Tracking Individual Estimates

It's funny how you think of the best answer after the fact. One person came up and asked"How can you train people to make the correct estimates if you are not tracking their previous estimates and results".

This is one area that I personally fought over with Scrum. Fourteen months ago, I was in complete agreement with Joel Spolsky on how estimating should be done (which included tracking individual estimates and "actuals"). Now looking back on it, I see that 80% of what he describes is still the core of Scrum. However, the other 20% is still a command-and-control structure.

As I mentioned in the talk, ownership is one of the core benefits of Scrum. I don't think we have the "ownership" thing down yet at HighMoon. This takes time. We have seen the benefit of having tasks broken down and managed by the team. As I showed in the war room picture, the level of detail the team manages is far beyond what any one lead can. As they say, the devil is in the details and if you ignore the details, you'll get killed.

There is one core problem with tracking estimates at an individual level though. This is based on one of the most important lessons I've learned over the last year:

People base their behavior on how they believe they are being measured.

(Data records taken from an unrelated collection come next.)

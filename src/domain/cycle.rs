//! Cycle summary reconstructed from journal events.

use std::collections::HashMap;

use chrono::{DateTime, Utc};
use serde::{Deserialize, Serialize};
use uuid::Uuid;

use super::events::{Event, EventType};

/// Lifecycle state of a cycle as recorded in its journal
#[derive(Debug, Clone, PartialEq, Eq, Default, Serialize, Deserialize)]
#[serde(rename_all = "snake_case", tag = "status")]
pub enum CycleState {
    /// No events yet
    #[default]
    Pending,

    Running,

    Completed,

    /// Completed after a halt condition stopped dispatch
    Halted { reason: String },

    Failed { error: String },
}

/// Per-row status derived from the latest event for that row
#[derive(Debug, Clone, Copy, PartialEq, Eq, Serialize, Deserialize)]
#[serde(rename_all = "snake_case")]
pub enum RowState {
    InFlight,
    Retrying,
    Completed,
    Failed,
}

/// What the journal says about a cycle across all its executions
#[derive(Debug, Clone, Serialize, Deserialize)]
pub struct CycleSummary {
    pub cycle: String,
    pub state: CycleState,

    /// Number of times the cycle has been started (first run plus resumes)
    pub executions: usize,

    pub last_execution: Option<Uuid>,
    pub started_at: Option<DateTime<Utc>>,
    pub completed_at: Option<DateTime<Utc>>,

    /// Latest state of each row seen in the journal
    pub rows: HashMap<String, RowState>,

    /// Total retry events across all rows
    pub retries: usize,
}

impl CycleSummary {
    pub fn new(cycle: impl Into<String>) -> Self {
        Self {
            cycle: cycle.into(),
            state: CycleState::Pending,
            executions: 0,
            last_execution: None,
            started_at: None,
            completed_at: None,
            rows: HashMap::new(),
            retries: 0,
        }
    }

    /// Reconstruct a summary from a sequence of events
    pub fn from_events(events: &[Event]) -> Option<Self> {
        let first = events.first()?;
        let mut summary = Self::new(first.cycle.clone());
        for event in events {
            summary.apply_event(event);
        }
        Some(summary)
    }

    /// Apply a single event
    pub fn apply_event(&mut self, event: &Event) {
        match event.event_type {
            EventType::CycleStarted => {
                self.state = CycleState::Running;
                self.executions += 1;
                self.last_execution = Some(event.execution_id);
                self.started_at = Some(event.timestamp);
                self.completed_at = None;
            }
            EventType::HaltRequested => {
                self.state = CycleState::Halted {
                    reason: event.summary.clone(),
                };
            }
            EventType::CycleCompleted => {
                if !matches!(self.state, CycleState::Halted { .. }) {
                    self.state = CycleState::Completed;
                }
                self.completed_at = Some(event.timestamp);
            }
            EventType::CycleFailed => {
                self.state = CycleState::Failed {
                    error: event.error.clone().unwrap_or_default(),
                };
                self.completed_at = Some(event.timestamp);
            }
            EventType::RowStarted => self.set_row(event, RowState::InFlight),
            EventType::RowRetrying => {
                self.retries += 1;
                self.set_row(event, RowState::Retrying);
            }
            EventType::RowCompleted => self.set_row(event, RowState::Completed),
            EventType::RowFailed => self.set_row(event, RowState::Failed),
        }
    }

    fn set_row(&mut self, event: &Event, state: RowState) {
        if let Some(ref key) = event.row_key {
            self.rows.insert(key.clone(), state);
        }
    }

    /// Count rows currently in the given state
    pub fn count(&self, state: RowState) -> usize {
        self.rows.values().filter(|s| **s == state).count()
    }

    pub fn is_running(&self) -> bool {
        matches!(self.state, CycleState::Running)
    }
}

This is evident in how we've seen how small issues with our process has had big impacts on the behavior of people in the teams. This is one of the main reasons I recommend applying all rules of Scrum (at first) and hiring a coach after several months. Good Scrum coaches will look at your practices and can tell you about all those minor things you are doing wrong that have big implications. For example, we thought it was a good idea to record what everyone was saying in every scrum and publish it once a day to the team. The problem that resulted is that people thought they were being measured by the "good news" of what they reported and the scrums stopped being used to raise impediments and just report good news. We followed our coach's reccomendation to stop this saw an improvement (Scrums became more impediment driven). The reports were useful to me and the other directors, but this is one of those areas of Agile that former leads need to adjust to: not doing the command and control thing.

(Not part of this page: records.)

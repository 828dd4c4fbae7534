//! cadence CLI entrypoint

use anyhow::Result;
use clap::Parser;
use tracing_subscriber::{layer::SubscriberExt, util::SubscriberInitExt, EnvFilter};

use cadence::cli::Cli;

#[tokio::main]
async fn main() -> Result<()> {
    // Initialize tracing
    tracing_subscriber::registry()
        .with(EnvFilter::try_from_default_env().unwrap_or_else(|_| EnvFilter::new("info")))
        .with(tracing_subscriber::fmt::layer().with_target(false))
        .init();

    let cli = Cli::parse();
    cli.execute().await
}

This is the core problem that I see with measuring estimate accuracy. People become concerned about underestimating that they begin to over-estimate to protect themselves. An over-estimated task will rarely be done early (this is called the schoolwork principle or something like that. Basically if you have an extra week than you think to accomplish a task, you will probably slack a bit for the first week).

Here's an example:

  1. Task X is created. It should take 8 days for Programmer A to finish if nothing goes wrong.
  2. Programmer A doesn't want to deliver late, so he estimates 12 days.
  3. Programmer A takes it easy for 4 days. No sense in delivering early.
  4. On day 12, an unforeseen risk is realized. It's going to take an extra 2 days to finish Task X.
  5. That's OK, because programmer A's manager has a 25% reserve he's added into his estimates he passes up the chain to the master project.
  6. Task X is completed in 14 days. Everyone is happy.
So originally, if Programmer A had focused on Task X from the start, then Task X would have been done in 10 days. So our scheduling process has driven up the cost 40%.

Scrum measures product value delivered in the game. This causes a different behavior than measuring estimates. Peer pressure on creating product value is far better than managerial pressure on correct estimation.

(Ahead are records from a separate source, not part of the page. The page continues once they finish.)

//! Budget state and halt conditions.
//!
//! Halt conditions are evaluated after every row outcome. Once one fires,
//! no new rows are dispatched but rows already in flight finish.

use std::sync::atomic::{AtomicBool, Ordering};
use std::sync::Arc;
use std::time::{Duration, Instant};

use serde::{Deserialize, Serialize};

use super::cost::CostSnapshot;

/// Running totals checked after each row
#[derive(Debug, Clone, Copy)]
pub struct BudgetState {
    /// Rows finalized in this execution (successes and failures)
    pub rows_processed: usize,
    pub rows_succeeded: usize,
    pub rows_failed: usize,
    pub cost: CostSnapshot,

    /// Both instants come from the cycle's clock; the runner refreshes
    /// `now` before every check
    pub started_at: Instant,
    pub now: Instant,
}

impl BudgetState {
    pub fn new(started_at: Instant) -> Self {
        Self {
            rows_processed: 0,
            rows_succeeded: 0,
            rows_failed: 0,
            cost: CostSnapshot::default(),
            started_at,
            now: started_at,
        }
    }

    pub fn elapsed(&self) -> Duration {
        self.now.saturating_duration_since(self.started_at)
    }
}

pub trait HaltCondition: Send + Sync {
    fn name(&self) -> &str;

    /// True when dispatch should stop
    fn check(&self, state: &BudgetState) -> bool;

    /// Human-readable explanation used when the condition fires
    fn describe(&self, state: &BudgetState) -> String {
        let _ = state;
        format!("halt condition '{}' triggered", self.name())
    }
}

/// Stops once spend reaches a ceiling
#[derive(Debug, Clone)]
pub struct MaxCost(pub f64);

impl HaltCondition for MaxCost {
    fn name(&self) -> &str {
        "max_cost_usd"
    }

    fn check(&self, state: &BudgetState) -> bool {
        state.cost.cost_usd >= self.0
    }

    fn describe(&self, state: &BudgetState) -> String {
        format!("Cost budget reached: ${:.4} >= ${:.4}", state.cost.cost_usd, self.0)
    }
}

/// Stops after a number of finalized rows
#[derive(Debug, Clone)]
pub struct MaxRows(pub usize);

impl HaltCondition for MaxRows {
    fn name(&self) -> &str {
        "max_rows"
    }

    fn check(&self, state: &BudgetState) -> bool {
        state.rows_processed >= self.0
    }

    fn describe(&self, state: &BudgetState) -> String {
        format!("Maximum rows reached: {} >= {}", state.rows_processed, self.0)
    }
}

/// Stops after a number of permanently failed rows
#[derive(Debug, Clone)]
pub struct MaxFailures(pub usize);

impl HaltCondition for MaxFailures {
    fn name(&self) -> &str {
        "max_failures"
    }

    fn check(&self, state: &BudgetState) -> bool {
        state.rows_failed >= self.0
    }

    fn describe(&self, state: &BudgetState) -> String {
        format!("Failure budget reached: {} >= {}", state.rows_failed, self.0)
    }
}

/// Stops once the execution has run for a duration on the cycle's clock
#[derive(Debug, Clone)]
pub struct MaxElapsed(pub Duration);

impl HaltCondition for MaxElapsed {
    fn name(&self) -> &str {
        "max_elapsed"
    }

    fn check(&self, state: &BudgetState) -> bool {
        state.elapsed() >= self.0
    }

    fn describe(&self, state: &BudgetState) -> String {
        format!(
            "Time budget reached: {}s >= {}s",
            state.elapsed().as_secs(),
            self.0.as_secs()
        )
    }
}

/// Budget limits as written in a suite definition. Each set limit becomes
/// one halt condition.
#[derive(Debug, Clone, Default, PartialEq, Serialize, Deserialize)]
pub struct BudgetLimits {
    #[serde(default)]
    pub max_cost_usd: Option<f64>,

    #[serde(default)]
    pub max_rows: Option<usize>,

    #[serde(default)]
    pub max_failures: Option<usize>,

    #[serde(default)]
    pub max_elapsed_seconds: Option<u64>,
}

impl BudgetLimits {
    pub fn conditions(&self) -> Vec<Arc<dyn HaltCondition>> {
        let mut out: Vec<Arc<dyn HaltCondition>> = Vec::new();
        if let Some(cost) = self.max_cost_usd {
            out.push(Arc::new(MaxCost(cost)));
        }
        if let Some(rows) = self.max_rows {
            out.push(Arc::new(MaxRows(rows)));
        }
        if let Some(failures) = self.max_failures {
            out.push(Arc::new(MaxFailures(failures)));
        }
        if let Some(secs) = self.max_elapsed_seconds {
            out.push(Arc::new(MaxElapsed(Duration::from_secs(secs))));
        }
        out
    }
}

/// External interrupt shared with the runner (e.g. wired to Ctrl-C)
#[derive(Debug, Clone, Default)]
pub struct HaltHandle {
    requested: Arc<AtomicBool>,
}

impl HaltHandle {
    pub fn new() -> Self {
        Self::default()
    }

    pub fn request_halt(&self) {
        self.requested.store(true, Ordering::SeqCst);
    }

    pub fn is_requested(&self) -> bool {
        self.requested.load(Ordering::SeqCst)
    }
}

Just as with the daily status reports, my command and control side would like to see what everyone's estimation accuracy is, but I don't want to pay the price.


Jamie said...

On individual estimation, I've found that programmers are pretty good at it, and the problem comes when we try to roll it out to scripters or artists.

I have some questions which you could maybe hit in a future post.

Although scrumm sounds good for prototyping, and it sounds good once you have a potentially-shippable game that you're polishing, it doesn't seem terribly useful for that phase we call "full production", where (ideally) we're creating a big pile of content using systems that have already been developed. Or am I missing the point?

It also doesn't seem terribly useful for estimating the scope of the entire project. Somewhere early on, independent developers have to tell their publishers that they're going to have n levels or stages or whatever, each about so long, and their full-production milestones usually revolve around the delivery of some number of levels. Scrumm seems to only be looking a month into the future, so how do we do this part of the process?

Clinton Keith said...

Great comments. I've added a few entries above that address them.